Spain’s manufacturing figures showed a slight fall in November, according to the HCOB manufacturing Purchasing Managers’ Index (PMI), coming in at 53.1 and down from 54.5 in October. That was less than analyst forecasts of 53.5.
Output and news orders were lower, partly due to the heavy flooding in the eastern region of Valencia which caused widespread disruption across parts of Spain from the end of October, S&P Global reported.
Even though growth was slower, it was still the 10th month in a row that Spain experienced manufacturing growth, bucking the general trend across Europe.
New export orders rose at their highest rate since September 2021, with international sales also up.
Purchasing and employment activity also rose although at a slower rate. However, inflationary pressures seemed to have come under control, with the confidence in Spain’s outlook rose to the highest level since May this year.
Turkish manufacturing demand shows signs of bouncing back
The Istanbul Chamber of Industry Türkiye manufacturing PMI for November was also revealed on Monday, increasing to 48.3, from October’s 45.8. This was the eighth month in a row that Turkey experienced economic contraction, as reflected by a PMI under 50.
However, the fall in growth was the least since May, and could point towards demand slowly starting to bounce back. Similarly, the decrease in both new export business and new orders also slowed. Output declines in November were also the smallest since April.
Job creation rose at the quickest rate since July 2023, while employment also saw a boost. However, companies still experienced difficulties in gaining new business.
French manufacturing sees steepest decline since January
The final reading for France’s HCOB manufacturing PMI for November dropped to 43.1, down from October’s 44.5. This was also below market expectations of 43.2. November’s figure marked the sharpest fall since January, while also being the 22nd month in a row of economic contraction.

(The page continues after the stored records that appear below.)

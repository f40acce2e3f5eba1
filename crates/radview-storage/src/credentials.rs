//! High-level API for the stored credential pair.

use crate::{KeyValueStorage, StorageError, StorageKeys, StorageResult};
use serde::{Deserialize, Serialize};
use tracing::debug;

/// The access/refresh token pair issued by the platform.
#[derive(Debug, Clone, PartialEq, Eq, Serialize, Deserialize)]
pub struct CredentialPair {
    /// Short-lived bearer token attached to authorized requests
    pub access_token: String,
    /// Longer-lived token used only to mint a new access token
    pub refresh_token: String,
}

/// Owner of the current credential pair.
///
/// The pair is persisted as a single record, so callers never observe a
/// half-written pair: either both tokens are present or neither is.
/// Presence of an access token says nothing about its validity; expiry
/// is only discovered when the platform rejects a request.
pub struct CredentialStore {
    storage: Box<dyn KeyValueStorage>,
}

impl CredentialStore {
    /// Create a new credential store with the given storage backend
    pub fn new(storage: Box<dyn KeyValueStorage>) -> Self {
        Self { storage }
    }

    /// Retrieve the current credential pair
    pub fn get(&self) -> StorageResult<Option<CredentialPair>> {
        match self.storage.get(StorageKeys::CREDENTIALS)? {
            Some(json) => {
                let pair: CredentialPair = serde_json::from_str(&json)
                    .map_err(|e| StorageError::Encoding(e.to_string()))?;
                Ok(Some(pair))
            }
            None => Ok(None),
        }
    }

    /// Replace the current credential pair
    pub fn set(&self, pair: &CredentialPair) -> StorageResult<()> {
        let json =
            serde_json::to_string(pair).map_err(|e| StorageError::Encoding(e.to_string()))?;
        self.storage.set(StorageKeys::CREDENTIALS, &json)?;
        debug!("Stored credential pair");
        Ok(())
    }

    /// Replace only the access token, keeping the refresh token unchanged.
    ///
    /// Fails when no pair is stored; a refresh-less pair must never come
    /// into existence.
    pub fn set_access_token(&self, access_token: &str) -> StorageResult<()> {
        let mut pair = self
            .get()?
            .ok_or_else(|| StorageError::NotFound(StorageKeys::CREDENTIALS.to_string()))?;
        pair.access_token = access_token.to_string();
        self.set(&pair)
    }

    /// Retrieve the current access token
    pub fn access_token(&self) -> StorageResult<Option<String>> {
        Ok(self.get()?.map(|pair| pair.access_token))
    }

    /// Retrieve the current refresh token
    pub fn refresh_token(&self) -> StorageResult<Option<String>> {
        Ok(self.get()?.map(|pair| pair.refresh_token))
    }

    /// Remove both tokens
    pub fn clear(&self) -> StorageResult<()> {
        let _ = self.storage.delete(StorageKeys::CREDENTIALS)?;
        debug!("Cleared credential pair");
        Ok(())
    }

    /// Check whether an access token is present.
    ///
    /// A pure presence check; no expiry or signature validation.
    pub fn is_authenticated(&self) -> StorageResult<bool> {
        self.storage.has(StorageKeys::CREDENTIALS)
    }
}
//! Core configuration and utilities for the radview client.

mod config;
mod error;
mod logging;
mod paths;

pub use config::{Config, DEFAULT_API_BASE_URL, DEFAULT_LOG_LEVEL};
pub use error::{CoreError, CoreResult};
pub use logging::init_logging;
pub use paths::Paths;
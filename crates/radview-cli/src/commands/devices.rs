//! Device registry and dashboard commands.

use super::{ensure_can_enter, App};
use crate::output::{self, OutputFormat};
use anyhow::Result;
use radview_client::{AlertLevel, AlertThresholds, ApiError, Dashboard, Route};

/// List registered sensors.
pub async fn list(app: &App, format: &OutputFormat) -> Result<()> {
    if !ensure_can_enter(app, Route::Devices, format)? {
        return Ok(());
    }

    let devices = app.client.list_devices().await?;
    if let OutputFormat::Json = format {
        output::print_json(&devices);
        return Ok(());
    }

    if devices.is_empty() {
        println!("No devices found.");
        return Ok(());
    }
    output::print_heading("My Devices");
    for device in &devices {
        println!(
            "  {} ({}) added {}",
            device.display_name(),
            device.serial_number,
            device.date_created.format("%Y-%m-%d %H:%M")
        );
    }
    Ok(())
}

/// Register a sensor to this account.
pub async fn add(app: &App, name: &str, serial_number: &str, format: &OutputFormat) -> Result<()> {
    if !ensure_can_enter(app, Route::Devices, format)? {
        return Ok(());
    }

    match app.client.add_device(name, serial_number).await {
        Ok(device) => output::print_success(
            &format!("Device {} added", device.serial_number),
            format,
        ),
        Err(ApiError::Validation(message)) => output::print_error(&message, format),
        Err(err) => output::print_error(&format!("Failed to add device: {}", err), format),
    }
    Ok(())
}

/// Show one sensor.
pub async fn show(app: &App, id: i64, format: &OutputFormat) -> Result<()> {
    if !ensure_can_enter(app, Route::Devices, format)? {
        return Ok(());
    }

    let device = app.client.device(id).await?;
    if let OutputFormat::Json = format {
        output::print_json(&device);
        return Ok(());
    }

    output::print_heading(device.display_name());
    output::print_row("Serial", &device.serial_number);
    output::print_row("Added", &device.date_created.to_rfc3339());
    output::print_row("Updated", &device.date_updated.to_rfc3339());
    Ok(())
}

/// Show the dashboard for a sensor.
pub async fn dashboard(app: &App, serial_number: &str, format: &OutputFormat) -> Result<()> {
    if !ensure_can_enter(app, Route::Dashboard, format)? {
        return Ok(());
    }

    let dashboard = app.client.device_dashboard(serial_number).await?;
    let thresholds = AlertThresholds {
        warning: app.config.warning_threshold,
        alert: app.config.alert_threshold,
    };
    render_dashboard(serial_number, &dashboard, thresholds);
    Ok(())
}

fn render_dashboard(serial_number: &str, dashboard: &Dashboard, thresholds: AlertThresholds) {
    output::print_heading(&format!("Dashboard for {}", serial_number));

    match dashboard.recent_reading.value {
        Some(value) => {
            match thresholds.classify(value) {
                AlertLevel::Alert => println!(
                    "  ALERT: recent value {} Bq/m3 exceeds the alert threshold ({})",
                    value, thresholds.alert
                ),
                AlertLevel::Warning => println!(
                    "  WARNING: recent value {} Bq/m3 exceeds the warning threshold ({})",
                    value, thresholds.warning
                ),
                AlertLevel::Ok => {}
            }
            output::print_row("Value", &format!("{} Bq/m3", value));
            if let Some(rssi) = dashboard.recent_reading.rssi {
                output::print_row("RSSI", &rssi.to_string());
            }
            if let Some(timestamp) = dashboard.recent_reading.timestamp {
                output::print_row("Time", &timestamp.format("%Y-%m-%d %H:%M").to_string());
            }
        }
        None => println!("  No readings yet."),
    }

    println!();
    output::print_heading("Averages");
    output::print_row("24 hours", &format_average(dashboard.averages.hours_24));
    output::print_row("7 days", &format_average(dashboard.averages.days_7));
    output::print_row("30 days", &format_average(dashboard.averages.days_30));

    println!();
    println!("  {} trend points over the last 30 days", dashboard.trend.len());
}

fn format_average(value: Option<f64>) -> String {
    match value {
        Some(value) => format!("{:.2} Bq/m3", value),
        None => "N/A".to_string(),
    }
}
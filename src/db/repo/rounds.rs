//! Option rounds, bids and buyer positions.
//!
//! None of these keep history: their reverts are explicit inverse writes
//! driven by the event payload.

use crate::domain::{Address, Bid, OptionBuyer, OptionRound, RoundState};
use sqlx::sqlite::{SqliteConnection, SqliteRow};
use sqlx::Row;
use std::str::FromStr;

use super::{amount_col, block_col, u64_bind, u64_col, StoreTx};

const ROUND_COLUMNS: &str = r#"
    address, vault_address, round_id, state, deployed_block,
    auction_start_date, auction_end_date, settlement_date,
    strike_price, cap_level, reserve_price,
    available_options, starting_liquidity, queued_liquidity,
    clearing_price, clearing_nonce, options_sold, unsold_liquidity, premiums,
    settlement_price, payout_per_option, total_payout, remaining_liquidity
"#;

const BID_COLUMNS: &str = "round_address, bid_id, buyer, amount, price, nonce, placed_block";

const BUYER_COLUMNS: &str = r#"
    round_address, address, mintable_options, refundable_amount,
    has_minted, has_refunded, has_exercised
"#;

fn round_from_row(row: &SqliteRow) -> Result<OptionRound, sqlx::Error> {
    let state: String = row.try_get("state")?;
    let state = RoundState::from_str(&state).map_err(|e| sqlx::Error::ColumnDecode {
        index: "state".to_string(),
        source: e.into(),
    })?;
    Ok(OptionRound {
        address: Address::new(row.try_get("address")?),
        vault_address: Address::new(row.try_get("vault_address")?),
        round_id: u64_col(row, "round_id")?,
        state,
        deployed_block: block_col(row, "deployed_block")?,
        auction_start_date: u64_col(row, "auction_start_date")?,
        auction_end_date: u64_col(row, "auction_end_date")?,
        settlement_date: u64_col(row, "settlement_date")?,
        strike_price: amount_col(row, "strike_price")?,
        cap_level: amount_col(row, "cap_level")?,
        reserve_price: amount_col(row, "reserve_price")?,
        available_options: amount_col(row, "available_options")?,
        starting_liquidity: amount_col(row, "starting_liquidity")?,
        queued_liquidity: amount_col(row, "queued_liquidity")?,
        clearing_price: amount_col(row, "clearing_price")?,
        clearing_nonce: u64_col(row, "clearing_nonce")?,
        options_sold: amount_col(row, "options_sold")?,
        unsold_liquidity: amount_col(row, "unsold_liquidity")?,
        premiums: amount_col(row, "premiums")?,
        settlement_price: amount_col(row, "settlement_price")?,
        payout_per_option: amount_col(row, "payout_per_option")?,
        total_payout: amount_col(row, "total_payout")?,
        remaining_liquidity: amount_col(row, "remaining_liquidity")?,
    })
}

fn bid_from_row(row: &SqliteRow) -> Result<Bid, sqlx::Error> {
    Ok(Bid {
        round_address: Address::new(row.try_get("round_address")?),
        bid_id: row.try_get("bid_id")?,
        buyer: Address::new(row.try_get("buyer")?),
        amount: amount_col(row, "amount")?,
        price: amount_col(row, "price")?,
        nonce: u64_col(row, "nonce")?,
        placed_block: block_col(row, "placed_block")?,
    })
}

fn buyer_from_row(row: &SqliteRow) -> Result<OptionBuyer, sqlx::Error> {
    Ok(OptionBuyer {
        round_address: Address::new(row.try_get("round_address")?),
        address: Address::new(row.try_get("address")?),
        mintable_options: amount_col(row, "mintable_options")?,
        refundable_amount: amount_col(row, "refundable_amount")?,
        has_minted: row.try_get::<i32, _>("has_minted")? != 0,
        has_refunded: row.try_get::<i32, _>("has_refunded")? != 0,
        has_exercised: row.try_get::<i32, _>("has_exercised")? != 0,
    })
}

pub(super) async fn fetch_round(
    conn: &mut SqliteConnection,
    address: &Address,
) -> Result<Option<OptionRound>, sqlx::Error> {
    let sql = format!("SELECT {} FROM option_rounds WHERE address = ?", ROUND_COLUMNS);
    let row = sqlx::query(&sql)
        .bind(address.as_str())
        .fetch_optional(&mut *conn)
        .await?;
    row.as_ref().map(round_from_row).transpose()
}

/// Bids for `round` in clearing order: price desc, nonce asc, bid id.
pub(super) async fn fetch_bids(
    conn: &mut SqliteConnection,
    round: &Address,
) -> Result<Vec<Bid>, sqlx::Error> {
    let sql = format!(
        "SELECT {} FROM bids WHERE round_address = ? ORDER BY price_key DESC, nonce ASC, bid_id ASC",
        BID_COLUMNS
    );
    let rows = sqlx::query(&sql)
        .bind(round.as_str())
        .fetch_all(&mut *conn)
        .await?;
    rows.iter().map(bid_from_row).collect()
}

pub(super) async fn fetch_buyer(
    conn: &mut SqliteConnection,
    round: &Address,
    buyer: &Address,
) -> Result<Option<OptionBuyer>, sqlx::Error> {
    let sql = format!(
        "SELECT {} FROM option_buyers WHERE round_address = ? AND address = ?",
        BUYER_COLUMNS
    );
    let row = sqlx::query(&sql)
        .bind(round.as_str())
        .bind(buyer.as_str())
        .fetch_optional(&mut *conn)
        .await?;
    row.as_ref().map(buyer_from_row).transpose()
}

impl StoreTx {
    // =========================================================================
    // Rounds
    // =========================================================================

    pub async fn get_round(&mut self, address: &Address) -> Result<Option<OptionRound>, sqlx::Error> {
        fetch_round(&mut self.tx, address).await
    }

    /// Look a round up by its vault-local id.
    pub async fn get_round_by_id(
        &mut self,
        vault: &Address,
        round_id: u64,
    ) -> Result<Option<OptionRound>, sqlx::Error> {
        let sql = format!(
            "SELECT {} FROM option_rounds WHERE vault_address = ? AND round_id = ?",
            ROUND_COLUMNS
        );
        let row = sqlx::query(&sql)
            .bind(vault.as_str())
            .bind(u64_bind(round_id, "round id")?)
            .fetch_optional(&mut *self.tx)
            .await?;
        row.as_ref().map(round_from_row).transpose()
    }

    pub async fn put_round(&mut self, round: &OptionRound) -> Result<(), sqlx::Error> {
        sqlx::query(
            r#"
            INSERT OR REPLACE INTO option_rounds (
                address, vault_address, round_id, state, deployed_block,
                auction_start_date, auction_end_date, settlement_date,
                strike_price, cap_level, reserve_price,
                available_options, starting_liquidity, queued_liquidity,
                clearing_price, clearing_nonce, options_sold, unsold_liquidity, premiums,
                settlement_price, payout_per_option, total_payout, remaining_liquidity
            ) VALUES (?, ?, ?, ?, ?, ?, ?, ?, ?, ?, ?, ?, ?, ?, ?, ?, ?, ?, ?, ?, ?, ?, ?)
            "#,
        )
        .bind(round.address.as_str())
        .bind(round.vault_address.as_str())
        .bind(u64_bind(round.round_id, "round id")?)
        .bind(round.state.as_str())
        .bind(round.deployed_block.as_i64())
        .bind(u64_bind(round.auction_start_date, "auction start")?)
        .bind(u64_bind(round.auction_end_date, "auction end")?)
        .bind(u64_bind(round.settlement_date, "settlement date")?)
        .bind(round.strike_price.to_canonical_string())
        .bind(round.cap_level.to_canonical_string())
        .bind(round.reserve_price.to_canonical_string())
        .bind(round.available_options.to_canonical_string())
        .bind(round.starting_liquidity.to_canonical_string())
        .bind(round.queued_liquidity.to_canonical_string())
        .bind(round.clearing_price.to_canonical_string())
        .bind(u64_bind(round.clearing_nonce, "clearing nonce")?)
        .bind(round.options_sold.to_canonical_string())
        .bind(round.unsold_liquidity.to_canonical_string())
        .bind(round.premiums.to_canonical_string())
        .bind(round.settlement_price.to_canonical_string())
        .bind(round.payout_per_option.to_canonical_string())
        .bind(round.total_payout.to_canonical_string())
        .bind(round.remaining_liquidity.to_canonical_string())
        .execute(&mut *self.tx)
        .await?;
        Ok(())
    }

    pub async fn delete_round(&mut self, address: &Address) -> Result<bool, sqlx::Error> {
        let result = sqlx::query("DELETE FROM option_rounds WHERE address = ?")
            .bind(address.as_str())
            .execute(&mut *self.tx)
            .await?;
        Ok(result.rows_affected() > 0)
    }

    // =========================================================================
    // Bids
    // =========================================================================

    pub async fn get_bid(
        &mut self,
        round: &Address,
        bid_id: &str,
    ) -> Result<Option<Bid>, sqlx::Error> {
        let sql = format!(
            "SELECT {} FROM bids WHERE round_address = ? AND bid_id = ?",
            BID_COLUMNS
        );
        let row = sqlx::query(&sql)
            .bind(round.as_str())
            .bind(bid_id)
            .fetch_optional(&mut *self.tx)
            .await?;
        row.as_ref().map(bid_from_row).transpose()
    }

    pub async fn bids_for_round(&mut self, round: &Address) -> Result<Vec<Bid>, sqlx::Error> {
        fetch_bids(&mut self.tx, round).await
    }

    /// Insert or overwrite a bid.
    pub async fn put_bid(&mut self, bid: &Bid) -> Result<(), sqlx::Error> {
        sqlx::query(
            r#"
            INSERT INTO bids (round_address, bid_id, buyer, amount, price, price_key, nonce, placed_block)
            VALUES (?, ?, ?, ?, ?, ?, ?, ?)
            ON CONFLICT(round_address, bid_id) DO UPDATE SET
                buyer = excluded.buyer,
                amount = excluded.amount,
                price = excluded.price,
                price_key = excluded.price_key,
                nonce = excluded.nonce,
                placed_block = excluded.placed_block
            "#,
        )
        .bind(bid.round_address.as_str())
        .bind(&bid.bid_id)
        .bind(bid.buyer.as_str())
        .bind(bid.amount.to_canonical_string())
        .bind(bid.price.to_canonical_string())
        .bind(bid.price.sort_key())
        .bind(u64_bind(bid.nonce, "nonce")?)
        .bind(bid.placed_block.as_i64())
        .execute(&mut *self.tx)
        .await?;
        Ok(())
    }

    pub async fn delete_bid(&mut self, round: &Address, bid_id: &str) -> Result<bool, sqlx::Error> {
        let result = sqlx::query("DELETE FROM bids WHERE round_address = ? AND bid_id = ?")
            .bind(round.as_str())
            .bind(bid_id)
            .execute(&mut *self.tx)
            .await?;
        Ok(result.rows_affected() > 0)
    }

    pub async fn count_buyer_bids(
        &mut self,
        round: &Address,
        buyer: &Address,
    ) -> Result<i64, sqlx::Error> {
        let row = sqlx::query("SELECT COUNT(*) AS n FROM bids WHERE round_address = ? AND buyer = ?")
            .bind(round.as_str())
            .bind(buyer.as_str())
            .fetch_one(&mut *self.tx)
            .await?;
        row.try_get("n")
    }

    // =========================================================================
    // Buyer positions
    // =========================================================================

    pub async fn get_buyer(
        &mut self,
        round: &Address,
        buyer: &Address,
    ) -> Result<Option<OptionBuyer>, sqlx::Error> {
        fetch_buyer(&mut self.tx, round, buyer).await
    }

    pub async fn buyers_for_round(&mut self, round: &Address) -> Result<Vec<OptionBuyer>, sqlx::Error> {
        let sql = format!(
            "SELECT {} FROM option_buyers WHERE round_address = ? ORDER BY address ASC",
            BUYER_COLUMNS
        );
        let rows = sqlx::query(&sql)
            .bind(round.as_str())
            .fetch_all(&mut *self.tx)
            .await?;
        rows.iter().map(buyer_from_row).collect()
    }

    pub async fn put_buyer(&mut self, buyer: &OptionBuyer) -> Result<(), sqlx::Error> {
        sqlx::query(
            r#"
            INSERT INTO option_buyers (round_address, address, mintable_options, refundable_amount,
                                       has_minted, has_refunded, has_exercised)
            VALUES (?, ?, ?, ?, ?, ?, ?)
            ON CONFLICT(round_address, address) DO UPDATE SET
                mintable_options = excluded.mintable_options,
                refundable_amount = excluded.refundable_amount,
                has_minted = excluded.has_minted,
                has_refunded = excluded.has_refunded,
                has_exercised = excluded.has_exercised
            "#,
        )
        .bind(buyer.round_address.as_str())
        .bind(buyer.address.as_str())
        .bind(buyer.mintable_options.to_canonical_string())
        .bind(buyer.refundable_amount.to_canonical_string())
        .bind(buyer.has_minted as i32)
        .bind(buyer.has_refunded as i32)
        .bind(buyer.has_exercised as i32)
        .execute(&mut *self.tx)
        .await?;
        Ok(())
    }

    pub async fn delete_buyer(&mut self, round: &Address, buyer: &Address) -> Result<bool, sqlx::Error> {
        let result = sqlx::query("DELETE FROM option_buyers WHERE round_address = ? AND address = ?")
            .bind(round.as_str())
            .bind(buyer.as_str())
            .execute(&mut *self.tx)
            .await?;
        Ok(result.rows_affected() > 0)
    }
}

#[cfg(test)]
mod tests {
    use super::super::tests::setup_test_db;
    use super::*;
    use crate::domain::{Amount, BlockNumber};

    fn bid(id: &str, price: u64, nonce: u64) -> Bid {
        Bid {
            round_address: Address::new("0xr".to_string()),
            bid_id: id.to_string(),
            buyer: Address::new("0xb".to_string()),
            amount: Amount::from(1u64),
            price: Amount::from(price),
            nonce,
            placed_block: BlockNumber::new(2),
        }
    }

    #[tokio::test]
    async fn test_bids_come_back_in_clearing_order() {
        let (repo, _temp) = setup_test_db().await;
        let mut tx = repo.begin().await.unwrap();
        // 9 vs 10 vs 100 would misorder as plain text
        for b in [bid("a", 9, 0), bid("b", 100, 3), bid("c", 10, 2), bid("d", 10, 1)] {
            tx.put_bid(&b).await.unwrap();
        }
        let ids: Vec<String> = tx
            .bids_for_round(&Address::new("0xr".to_string()))
            .await
            .unwrap()
            .into_iter()
            .map(|b| b.bid_id)
            .collect();
        assert_eq!(ids, vec!["b", "d", "c", "a"]);
    }

    #[tokio::test]
    async fn test_buyer_flags_persist() {
        let (repo, _temp) = setup_test_db().await;
        let mut tx = repo.begin().await.unwrap();
        let mut buyer = OptionBuyer::new(Address::new("0xr".to_string()), Address::new("0xb".to_string()));
        buyer.has_exercised = true;
        buyer.refundable_amount = Amount::from(20u64);
        tx.put_buyer(&buyer).await.unwrap();
        tx.commit().await.unwrap();

        let stored = repo
            .get_buyer(&buyer.round_address, &buyer.address)
            .await
            .unwrap();
        assert_eq!(stored, Some(buyer));
    }
}
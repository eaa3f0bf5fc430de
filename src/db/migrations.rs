//! Schema creation and connection setup.

use sqlx::sqlite::{SqliteConnection, SqlitePool, SqlitePoolOptions};
use std::path::Path;
use tracing::{debug, info};

/// Open (creating if needed) the ledger database at `db_path` and bring the
/// schema up to date.
pub async fn init_db(db_path: &str) -> Result<SqlitePool, sqlx::Error> {
    if let Some(parent) = Path::new(db_path).parent() {
        if !parent.as_os_str().is_empty() {
            std::fs::create_dir_all(parent).ok();
        }
    }

    let pool = SqlitePoolOptions::new()
        .max_connections(4)
        .after_connect(|conn, _meta| Box::pin(async move { configure_connection(conn).await }))
        .connect(&format!("sqlite:{}?mode=rwc", db_path))
        .await?;

    apply_schema(&pool).await?;

    info!(path = %db_path, "Ledger database ready");
    Ok(pool)
}

/// Execute `schema.sql` one statement at a time. Every statement is
/// `IF NOT EXISTS`, so this is safe to repeat.
async fn apply_schema(pool: &SqlitePool) -> Result<(), sqlx::Error> {
    let schema_sql = include_str!("schema.sql");
    let mut applied = 0usize;

    for statement in schema_sql.split(';') {
        let trimmed = statement.trim();
        if !trimmed.is_empty() {
            sqlx::query(trimmed).execute(pool).await?;
            applied += 1;
        }
    }

    debug!(statements = applied, "Schema applied");
    Ok(())
}

async fn configure_connection(conn: &mut SqliteConnection) -> Result<(), sqlx::Error> {
    use sqlx::Row;

    // journal_mode reports the mode actually in effect
    let row = sqlx::query("PRAGMA journal_mode = WAL")
        .fetch_one(&mut *conn)
        .await?;
    let journal_mode: String = row.get(0);
    debug!(journal_mode = %journal_mode, "SQLite connection opened");

    sqlx::query("PRAGMA busy_timeout = 5000")
        .execute(&mut *conn)
        .await?;
    sqlx::query("PRAGMA synchronous = NORMAL")
        .execute(&mut *conn)
        .await?;
    Ok(())
}

#[cfg(test)]
mod tests {
    use super::*;
    use tempfile::TempDir;

    async fn temp_pool() -> (TempDir, SqlitePool) {
        let temp_dir = TempDir::new().unwrap();
        let db_path = temp_dir
            .path()
            .join("nested")
            .join("ledger.db")
            .to_string_lossy()
            .to_string();
        let pool = init_db(&db_path).await.expect("init_db failed");
        assert!(Path::new(&db_path).exists());
        (temp_dir, pool)
    }

    #[tokio::test]
    async fn test_schema_creates_ledger_tables() {
        let (_dir, pool) = temp_pool().await;

        let names: Vec<(String,)> =
            sqlx::query_as("SELECT name FROM sqlite_master WHERE type='table' ORDER BY name")
                .fetch_all(&pool)
                .await
                .expect("query failed");
        let names: Vec<String> = names.into_iter().map(|(n,)| n).collect();

        for table in [
            "bids",
            "indexed_blocks",
            "liquidity_provider_history",
            "liquidity_providers",
            "option_buyers",
            "option_rounds",
            "queued_withdrawal_history",
            "queued_withdrawals",
            "vault_history",
            "vaults",
        ] {
            assert!(names.iter().any(|n| n == table), "missing table {}", table);
        }
    }

    #[tokio::test]
    async fn test_schema_is_reapplicable() {
        let (_dir, pool) = temp_pool().await;
        apply_schema(&pool).await.expect("second run failed");
    }

    #[tokio::test]
    async fn test_busy_timeout_set() {
        let (_dir, pool) = temp_pool().await;
        let result: (i64,) = sqlx::query_as("PRAGMA busy_timeout")
            .fetch_one(&pool)
            .await
            .expect("query failed");
        assert_eq!(result.0, 5000);
    }
}
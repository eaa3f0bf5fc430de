pub mod health;
pub mod rounds;
pub mod vaults;

use crate::db::Repository;
use crate::domain::Address;
use crate::error::AppError;
use axum::{routing::get, Router};
use std::sync::Arc;
use tower_http::cors::{Any, CorsLayer};

#[derive(Clone)]
pub struct AppState {
    pub repo: Arc<Repository>,
}

impl AppState {
    pub fn new(repo: Arc<Repository>) -> Self {
        Self { repo }
    }
}

pub fn create_router(state: AppState) -> Router {
    let cors = CorsLayer::new()
        .allow_origin(Any)
        .allow_methods(Any)
        .allow_headers(Any);

    Router::new()
        .route("/health", get(health::health))
        .route("/ready", get(health::ready))
        .route("/v1/vaults/:address", get(vaults::get_vault))
        .route(
            "/v1/vaults/:address/providers/:provider",
            get(vaults::get_provider),
        )
        .route("/v1/rounds/:address", get(rounds::get_round))
        .route("/v1/rounds/:address/bids", get(rounds::get_bids))
        .route("/v1/rounds/:address/buyers/:buyer", get(rounds::get_buyer))
        .layer(cors)
        .with_state(state)
}

pub(crate) fn parse_address(raw: &str, what: &str) -> Result<Address, AppError> {
    Address::parse(raw).map_err(|_| AppError::BadRequest(format!("Invalid {} address", what)))
}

New orders plunged at the fastest rate since May 2020, mainly because of flagging international demand, as well as dampened domestic demand. Demand from Germany and the US was especially slow.
As a result, inventory levels and purchasing activity also dropped, as companies focused more on protecting cash flow levels. Construction, automotive and cosmetic outputs were especially weakened, with employment also seeing a continued fall.
German manufacturing activity stays steady
The final reading for Germany’s HCOB manufacturing PMI for November came in at 43.0, the same level as October. This was slightly below analyst expectations of 43.2, highlighting that the manufacturing sector was still contracting.
New orders and output continued to fall in November, although at a slower rate than October. However, employment fell at a faster rate, as did stocks, and purchasing activity.
Competitive pressures and demand also remained weak, causing more falls in output prices, as well as input costs. Despite this, business expectations rose for the second month in a row, although economic and political uncertainty was still hitting confidence.